New YouTube Series: Computer things they didn't teach you in school
OK, fine maybe they DID teach you this in class. But, you'd be surprised how many people think they know something but don't know the background or the etymology of a term. I find these things fascinating. In a world of bootcamp graduates, community college attendees (myself included!), and self-taught learners, I think it's fun to explore topics like the ones I plan to cover in my new YouTube Series "Computer things they didn't teach you."

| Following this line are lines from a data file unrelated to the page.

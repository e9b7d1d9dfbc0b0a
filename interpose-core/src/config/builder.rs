// Copyright 2025 Sushanth (https://github.com/sushanthpy)
//
// This program is free software: you can redistribute it and/or modify
// it under the terms of the GNU Affero General Public License as published by
// the Free Software Foundation, either version 3 of the License, or
// (at your option) any later version.
//
// This program is distributed in the hope that it will be useful,
// but WITHOUT ANY WARRANTY; without even the implied warranty of
// MERCHANTABILITY or FITNESS FOR A PARTICULAR PURPOSE. See the
// GNU Affero General Public License for more details.
//
// You should have received a copy of the GNU Affero General Public License
// along with this program. If not, see <https://www.gnu.org/licenses/>.

//! Builder for the rich configuration profile.

use super::{Configuration, ContextHook, LogLevel, ResultModifier, Toggle};
use crate::context::OperationContext;
use crate::error::{HookError, InterposeError};
use crate::object::{Callable, ObjectRef};
use crate::operation::{OperationKind, Outcome};
use crate::value::{PropertyDescriptor, PropertyKey, Value};
use std::sync::Arc;

/// Builder for [`Configuration`].
///
/// Setting a hook twice replaces the earlier one, except for
/// [`also_on_after`](Self::also_on_after) which chains.
#[derive(Debug, Default)]
pub struct ConfigurationBuilder {
    config: Configuration,
}

impl ConfigurationBuilder {
    pub fn new() -> Self {
        Self::default()
    }

    /// Start from an existing configuration.
    pub fn from_config(config: Configuration) -> Self {
        Self { config }
    }

    pub fn log(mut self, log: impl Into<Toggle>) -> Self {
        self.config.log = log.into();
        self
    }

    pub fn log_when<F>(self, predicate: F) -> Self
    where
        F: Fn(&OperationContext) -> bool + Send + Sync + 'static,
    {
        self.log(Toggle::when(predicate))
    }

    pub fn log_level(mut self, level: LogLevel) -> Self {
        self.config.log_level = Some(level);
        self
    }

    pub fn debug(mut self, debug: impl Into<Toggle>) -> Self {
        self.config.debug = debug.into();
        self
    }

    pub fn debug_when<F>(self, predicate: F) -> Self
    where
        F: Fn(&OperationContext) -> bool + Send + Sync + 'static,
    {
        self.debug(Toggle::when(predicate))
    }

    pub fn on_before<F>(mut self, hook: F) -> Self
    where
        F: Fn(&OperationContext) -> Result<(), HookError> + Send + Sync + 'static,
    {
        self.config.on_before = Some(Arc::new(hook));
        self
    }

    pub fn on_after<F>(mut self, hook: F) -> Self
    where
        F: Fn(&OperationContext) -> Result<(), HookError> + Send + Sync + 'static,
    {
        self.config.on_after = Some(Arc::new(hook));
        self
    }

    /// Adds an engine-wide after-hook that runs after any existing one.
    pub fn also_on_after<F>(mut self, hook: F) -> Self
    where
        F: Fn(&OperationContext) -> Result<(), HookError> + Send + Sync + 'static,
    {
        let chained: ContextHook = match self.config.on_after.take() {
            Some(first) => Arc::new(move |ctx: &OperationContext| {
                let first_result = first(ctx);
                let second_result = hook(ctx);
                first_result.and(second_result)
            }),
            None => Arc::new(hook),
        };
        self.config.on_after = Some(chained);
        self
    }

    pub fn on_error<F>(mut self, hook: F) -> Self
    where
        F: Fn(&OperationContext, &InterposeError) -> Result<(), HookError> + Send + Sync + 'static,
    {
        self.config.on_error = Some(Arc::new(hook));
        self
    }

    /// Kind-specific before-hook.
    pub fn before<F>(mut self, kind: OperationKind, hook: F) -> Self
    where
        F: Fn(&OperationContext) -> Result<(), HookError> + Send + Sync + 'static,
    {
        self.config.profile_mut(kind).before = Some(Arc::new(hook));
        self
    }

    /// Kind-specific after-hook. It sees the result of the operation.
    pub fn on<F>(mut self, kind: OperationKind, hook: F) -> Self
    where
        F: Fn(&OperationContext) -> Result<(), HookError> + Send + Sync + 'static,
    {
        self.config.profile_mut(kind).after = Some(Arc::new(hook));
        self
    }

    pub fn on_get<F>(self, hook: F) -> Self
    where
        F: Fn(&OperationContext) -> Result<(), HookError> + Send + Sync + 'static,
    {
        self.on(OperationKind::Get, hook)
    }

    pub fn on_set<F>(self, hook: F) -> Self
    where
        F: Fn(&OperationContext) -> Result<(), HookError> + Send + Sync + 'static,
    {
        self.on(OperationKind::Set, hook)
    }

    pub fn on_call<F>(self, hook: F) -> Self
    where
        F: Fn(&OperationContext) -> Result<(), HookError> + Send + Sync + 'static,
    {
        self.on(OperationKind::Apply, hook)
    }

    pub fn on_construct<F>(self, hook: F) -> Self
    where
        F: Fn(&OperationContext) -> Result<(), HookError> + Send + Sync + 'static,
    {
        self.on(OperationKind::Construct, hook)
    }

    pub fn on_define<F>(self, hook: F) -> Self
    where
        F: Fn(&OperationContext) -> Result<(), HookError> + Send + Sync + 'static,
    {
        self.on(OperationKind::DefineProperty, hook)
    }

    pub fn on_delete<F>(self, hook: F) -> Self
    where
        F: Fn(&OperationContext) -> Result<(), HookError> + Send + Sync + 'static,
    {
        self.on(OperationKind::DeleteProperty, hook)
    }

    pub fn on_has<F>(self, hook: F) -> Self
    where
        F: Fn(&OperationContext) -> Result<(), HookError> + Send + Sync + 'static,
    {
        self.on(OperationKind::Has, hook)
    }

    /// Full override for `kind`. Only `get`, `set`, `apply` and `construct`
    /// consult it; on other kinds it is ignored with a warning at install.
    pub fn intercept<F>(mut self, kind: OperationKind, hook: F) -> Self
    where
        F: Fn(&OperationContext) -> Result<Option<Value>, HookError> + Send + Sync + 'static,
    {
        self.config.profile_mut(kind).intercept = Some(Arc::new(hook));
        self
    }

    pub fn intercept_get<F>(self, hook: F) -> Self
    where
        F: Fn(&OperationContext) -> Result<Option<Value>, HookError> + Send + Sync + 'static,
    {
        self.intercept(OperationKind::Get, hook)
    }

    /// Override for `set`. A `Value::Bool` short-circuits with that success
    /// flag; any other value lets the pipeline continue.
    pub fn intercept_set<F>(self, hook: F) -> Self
    where
        F: Fn(&OperationContext) -> Result<Option<Value>, HookError> + Send + Sync + 'static,
    {
        self.intercept(OperationKind::Set, hook)
    }

    pub fn intercept_call<F>(self, hook: F) -> Self
    where
        F: Fn(&OperationContext) -> Result<Option<Value>, HookError> + Send + Sync + 'static,
    {
        self.intercept(OperationKind::Apply, hook)
    }

    pub fn intercept_construct<F>(self, hook: F) -> Self
    where
        F: Fn(&OperationContext) -> Result<Option<Value>, HookError> + Send + Sync + 'static,
    {
        self.intercept(OperationKind::Construct, hook)
    }

    pub fn modify_args<F>(mut self, modifier: F) -> Self
    where
        F: Fn(&[Value], &OperationContext) -> Result<Option<Vec<Value>>, HookError>
            + Send
            + Sync
            + 'static,
    {
        self.config.modify_args = Some(Arc::new(modifier));
        self
    }

    /// Raw outcome modifier for any kind.
    pub fn modify_outcome<F>(mut self, kind: OperationKind, modifier: F) -> Self
    where
        F: Fn(Outcome, &OperationContext) -> Result<Outcome, HookError> + Send + Sync + 'static,
    {
        self.config.profile_mut(kind).modify_result = Some(Arc::new(modifier));
        self
    }

    /// Result modifier for `apply` and `construct`.
    pub fn modify_result<F>(mut self, modifier: F) -> Self
    where
        F: Fn(Value, &OperationContext) -> Result<Value, HookError> + Send + Sync + 'static,
    {
        let modifier = value_modifier(modifier);
        self.config.profile_mut(OperationKind::Apply).modify_result = Some(modifier.clone());
        self.config.profile_mut(OperationKind::Construct).modify_result = Some(modifier);
        self
    }

    pub fn modify_get_result<F>(mut self, modifier: F) -> Self
    where
        F: Fn(Value, &OperationContext) -> Result<Value, HookError> + Send + Sync + 'static,
    {
        self.config.profile_mut(OperationKind::Get).modify_result = Some(value_modifier(modifier));
        self
    }

    /// Veto for `set`, consulted before the write is attempted.
    pub fn modify_set_result<F>(self, modifier: F) -> Self
    where
        F: Fn(bool, &OperationContext) -> Result<bool, HookError> + Send + Sync + 'static,
    {
        self.modify_bool(OperationKind::Set, modifier)
    }

    pub fn modify_has_result<F>(self, modifier: F) -> Self
    where
        F: Fn(bool, &OperationContext) -> Result<bool, HookError> + Send + Sync + 'static,
    {
        self.modify_bool(OperationKind::Has, modifier)
    }

    /// Veto for `deleteProperty`, consulted before the delete is attempted.
    pub fn modify_delete_result<F>(self, modifier: F) -> Self
    where
        F: Fn(bool, &OperationContext) -> Result<bool, HookError> + Send + Sync + 'static,
    {
        self.modify_bool(OperationKind::DeleteProperty, modifier)
    }

    /// Veto for `defineProperty`, consulted before the definition is attempted.
    pub fn modify_define_result<F>(self, modifier: F) -> Self
    where
        F: Fn(bool, &OperationContext) -> Result<bool, HookError> + Send + Sync + 'static,
    {
        self.modify_bool(OperationKind::DefineProperty, modifier)
    }

    pub fn modify_own_keys_result<F>(self, modifier: F) -> Self
    where
        F: Fn(Vec<PropertyKey>, &OperationContext) -> Result<Vec<PropertyKey>, HookError>
            + Send
            + Sync
            + 'static,
    {
        self.modify_outcome(OperationKind::OwnKeys, move |outcome, ctx| match outcome {
            Outcome::Keys(keys) => modifier(keys, ctx).map(Outcome::Keys),
            other => Ok(other),
        })
    }

    pub fn modify_descriptor_result<F>(self, modifier: F) -> Self
    where
        F: Fn(
                Option<PropertyDescriptor>,
                &OperationContext,
            ) -> Result<Option<PropertyDescriptor>, HookError>
            + Send
            + Sync
            + 'static,
    {
        self.modify_outcome(
            OperationKind::GetOwnPropertyDescriptor,
            move |outcome, ctx| match outcome {
                Outcome::Descriptor(desc) => modifier(desc, ctx).map(Outcome::Descriptor),
                other => Ok(other),
            },
        )
    }

    pub fn modify_prototype_result<F>(self, modifier: F) -> Self
    where
        F: Fn(Option<ObjectRef>, &OperationContext) -> Result<Option<ObjectRef>, HookError>
            + Send
            + Sync
            + 'static,
    {
        self.modify_outcome(OperationKind::GetPrototypeOf, move |outcome, ctx| match outcome {
            Outcome::Prototype(proto) => modifier(proto, ctx).map(Outcome::Prototype),
            other => Ok(other),
        })
    }

    fn modify_bool<F>(self, kind: OperationKind, modifier: F) -> Self
    where
        F: Fn(bool, &OperationContext) -> Result<bool, HookError> + Send + Sync + 'static,
    {
        self.modify_outcome(kind, move |outcome, ctx| match outcome {
            Outcome::Bool(b) => modifier(b, ctx).map(Outcome::Bool),
            other => Ok(other),
        })
    }

    /// For `apply`, runs the callable `replacer` returns in place of the target.
    pub fn replace_function<F>(mut self, replacer: F) -> Self
    where
        F: Fn(&OperationContext) -> Option<Callable> + Send + Sync + 'static,
    {
        self.config.replace_function = Some(Arc::new(replacer));
        self
    }

    pub fn should_intercept<F>(mut self, gate: F) -> Self
    where
        F: Fn(&OperationContext) -> bool + Send + Sync + 'static,
    {
        self.config.should_intercept = Some(Arc::new(gate));
        self
    }

    pub fn enable_timing(mut self, enabled: bool) -> Self {
        self.config.enable_timing = enabled;
        self
    }

    pub fn enable_stack_trace(mut self, enabled: bool) -> Self {
        self.config.enable_stack_trace = enabled;
        self
    }

    /// Log toggle for one kind, overriding the engine-wide one.
    pub fn kind_log(mut self, kind: OperationKind, log: impl Into<Toggle>) -> Self {
        self.config.profile_mut(kind).log = Some(log.into());
        self
    }

    /// Level the log line of `kind` is emitted at.
    pub fn kind_level(mut self, kind: OperationKind, level: LogLevel) -> Self {
        self.config.profile_mut(kind).level = Some(level);
        self
    }

    /// Debug gate for one kind, overriding the engine-wide one.
    pub fn kind_debug(mut self, kind: OperationKind, debug: impl Into<Toggle>) -> Self {
        self.config.profile_mut(kind).debug = Some(debug.into());
        self
    }

    pub fn build(self) -> Configuration {
        self.config
    }
}

fn value_modifier<F>(modifier: F) -> ResultModifier
where
    F: Fn(Value, &OperationContext) -> Result<Value, HookError> + Send + Sync + 'static,
{
    Arc::new(move |outcome: Outcome, ctx: &OperationContext| match outcome {
        Outcome::Value(value) => modifier(value, ctx).map(Outcome::Value),
        other => Ok(other),
    })
}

BOOK RECOMMENDATION: I think of this series as being in the same vein as the wonderful "Imposter's Handbook" series from Rob Conery (I was also involved, somewhat). In Rob's excellent words: "Learn core CS concepts that are part of every CS degree by reading a book meant for humans. You already know how to code build things, but when it comes to conversations about Big-O notation, database normalization and binary tree traversal you grow silent. That used to happen to me and I decided to change it because I hated being left out. I studied for 3 years and wrote everything down and the result is this book."
Of course it'll take exactly 2 comments before someone comments with "I don't know what crappy school you're going to but we learned this stuff when they handed us our schedule." Fine, maybe this series isn't for you.
In fact I'm doing this series and putting it out there for me. If it helps someone, all the better!
In this first video I cover the concept of Carriage Returns and Line Feeds. But do you know WHY it's called a Carriage Return? What's a carriage? Where did it go? Where is it returning from? Who is feeding it lines?
What would you suggest I do for the next video in the series? I'm thinking Unicode, UTF-8, BOMs, and character encoding.